For each line below that contains the word "WriteDisposition", make a copy.

[[ Records for processing, beginning ]]

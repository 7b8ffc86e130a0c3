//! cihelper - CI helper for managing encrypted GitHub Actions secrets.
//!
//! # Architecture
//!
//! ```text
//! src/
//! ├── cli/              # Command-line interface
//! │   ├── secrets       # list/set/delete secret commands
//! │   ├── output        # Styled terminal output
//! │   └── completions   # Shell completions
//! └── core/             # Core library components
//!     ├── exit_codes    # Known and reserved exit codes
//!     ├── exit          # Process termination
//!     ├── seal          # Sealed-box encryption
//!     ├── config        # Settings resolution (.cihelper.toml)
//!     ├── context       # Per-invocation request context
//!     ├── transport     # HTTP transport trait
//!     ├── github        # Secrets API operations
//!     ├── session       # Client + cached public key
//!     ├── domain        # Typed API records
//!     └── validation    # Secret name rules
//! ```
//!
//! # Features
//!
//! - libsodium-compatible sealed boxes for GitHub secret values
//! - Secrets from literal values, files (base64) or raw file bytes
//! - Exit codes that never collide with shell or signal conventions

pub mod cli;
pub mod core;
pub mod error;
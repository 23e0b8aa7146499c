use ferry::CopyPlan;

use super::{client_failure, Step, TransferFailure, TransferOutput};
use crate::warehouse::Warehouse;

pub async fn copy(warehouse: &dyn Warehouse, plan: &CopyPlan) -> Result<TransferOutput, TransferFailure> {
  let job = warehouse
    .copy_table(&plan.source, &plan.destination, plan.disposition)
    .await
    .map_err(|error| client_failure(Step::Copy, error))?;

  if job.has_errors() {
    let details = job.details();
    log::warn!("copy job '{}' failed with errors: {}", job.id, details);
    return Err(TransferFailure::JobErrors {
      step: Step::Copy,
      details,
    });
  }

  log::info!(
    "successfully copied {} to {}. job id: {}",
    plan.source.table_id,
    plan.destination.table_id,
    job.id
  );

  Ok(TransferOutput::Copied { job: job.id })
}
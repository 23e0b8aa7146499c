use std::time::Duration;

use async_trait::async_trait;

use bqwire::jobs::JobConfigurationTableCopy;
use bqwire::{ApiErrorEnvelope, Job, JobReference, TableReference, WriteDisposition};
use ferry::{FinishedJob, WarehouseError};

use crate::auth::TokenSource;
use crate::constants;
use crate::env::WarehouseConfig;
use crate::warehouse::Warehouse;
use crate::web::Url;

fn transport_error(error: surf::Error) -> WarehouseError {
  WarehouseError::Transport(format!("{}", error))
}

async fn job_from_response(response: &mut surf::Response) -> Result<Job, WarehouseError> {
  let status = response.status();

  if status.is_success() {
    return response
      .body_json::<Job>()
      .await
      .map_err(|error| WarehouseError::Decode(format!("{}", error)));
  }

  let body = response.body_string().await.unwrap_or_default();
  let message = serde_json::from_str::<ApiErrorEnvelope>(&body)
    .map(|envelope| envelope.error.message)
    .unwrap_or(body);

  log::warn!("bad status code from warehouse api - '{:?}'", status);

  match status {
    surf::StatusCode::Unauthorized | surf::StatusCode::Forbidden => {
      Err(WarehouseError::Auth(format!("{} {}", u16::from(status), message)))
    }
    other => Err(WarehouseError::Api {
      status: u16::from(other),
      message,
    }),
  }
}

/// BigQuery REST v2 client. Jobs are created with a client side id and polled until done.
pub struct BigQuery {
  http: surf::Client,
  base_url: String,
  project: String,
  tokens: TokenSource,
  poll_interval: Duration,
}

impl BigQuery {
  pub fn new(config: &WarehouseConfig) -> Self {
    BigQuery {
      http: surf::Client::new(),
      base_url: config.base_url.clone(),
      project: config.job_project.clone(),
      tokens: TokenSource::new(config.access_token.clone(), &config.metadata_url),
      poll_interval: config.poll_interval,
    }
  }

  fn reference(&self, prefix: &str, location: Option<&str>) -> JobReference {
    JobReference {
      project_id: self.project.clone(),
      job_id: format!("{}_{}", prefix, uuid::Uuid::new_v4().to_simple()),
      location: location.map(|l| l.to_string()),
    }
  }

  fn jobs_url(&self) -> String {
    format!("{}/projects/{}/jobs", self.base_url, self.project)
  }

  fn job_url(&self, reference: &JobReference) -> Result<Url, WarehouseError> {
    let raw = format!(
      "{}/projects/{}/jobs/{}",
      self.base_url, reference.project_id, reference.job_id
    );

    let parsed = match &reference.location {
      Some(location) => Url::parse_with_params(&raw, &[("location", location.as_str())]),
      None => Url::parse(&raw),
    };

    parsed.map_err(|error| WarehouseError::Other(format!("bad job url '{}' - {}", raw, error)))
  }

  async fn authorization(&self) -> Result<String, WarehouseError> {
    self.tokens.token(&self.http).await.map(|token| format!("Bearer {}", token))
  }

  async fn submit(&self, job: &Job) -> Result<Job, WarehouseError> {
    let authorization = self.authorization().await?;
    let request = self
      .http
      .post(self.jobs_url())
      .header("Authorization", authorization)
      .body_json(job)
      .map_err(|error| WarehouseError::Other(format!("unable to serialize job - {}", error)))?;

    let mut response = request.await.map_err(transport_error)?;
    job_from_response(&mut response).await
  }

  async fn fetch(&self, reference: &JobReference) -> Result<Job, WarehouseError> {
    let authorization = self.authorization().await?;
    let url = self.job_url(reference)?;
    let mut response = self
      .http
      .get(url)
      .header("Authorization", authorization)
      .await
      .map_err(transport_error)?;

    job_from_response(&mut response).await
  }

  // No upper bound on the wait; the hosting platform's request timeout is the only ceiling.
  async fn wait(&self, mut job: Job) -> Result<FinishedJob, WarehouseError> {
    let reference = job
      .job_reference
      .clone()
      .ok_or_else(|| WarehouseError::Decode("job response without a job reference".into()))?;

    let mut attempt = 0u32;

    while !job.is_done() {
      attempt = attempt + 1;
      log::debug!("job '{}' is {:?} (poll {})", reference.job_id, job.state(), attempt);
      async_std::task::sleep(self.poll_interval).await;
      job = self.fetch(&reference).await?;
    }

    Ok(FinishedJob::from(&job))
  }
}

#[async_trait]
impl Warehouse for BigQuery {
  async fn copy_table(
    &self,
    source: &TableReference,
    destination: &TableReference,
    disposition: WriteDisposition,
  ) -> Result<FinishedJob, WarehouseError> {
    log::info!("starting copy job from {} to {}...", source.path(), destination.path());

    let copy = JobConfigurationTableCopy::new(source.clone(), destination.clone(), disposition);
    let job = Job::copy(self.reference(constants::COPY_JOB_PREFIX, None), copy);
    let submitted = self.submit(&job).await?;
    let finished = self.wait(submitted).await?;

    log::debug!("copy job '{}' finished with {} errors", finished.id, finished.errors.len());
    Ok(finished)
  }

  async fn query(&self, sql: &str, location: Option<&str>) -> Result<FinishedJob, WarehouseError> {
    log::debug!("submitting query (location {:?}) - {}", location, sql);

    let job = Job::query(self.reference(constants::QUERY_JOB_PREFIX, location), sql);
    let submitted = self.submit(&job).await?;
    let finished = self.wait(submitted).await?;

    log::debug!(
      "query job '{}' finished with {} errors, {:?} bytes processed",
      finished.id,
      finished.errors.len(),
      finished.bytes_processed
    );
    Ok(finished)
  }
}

[[ Records for processing, end ]]

Task output »
use bqwire::{ApiErrorEnvelope, Job, JobReference, TableReference, WriteDisposition};
    disposition: WriteDisposition,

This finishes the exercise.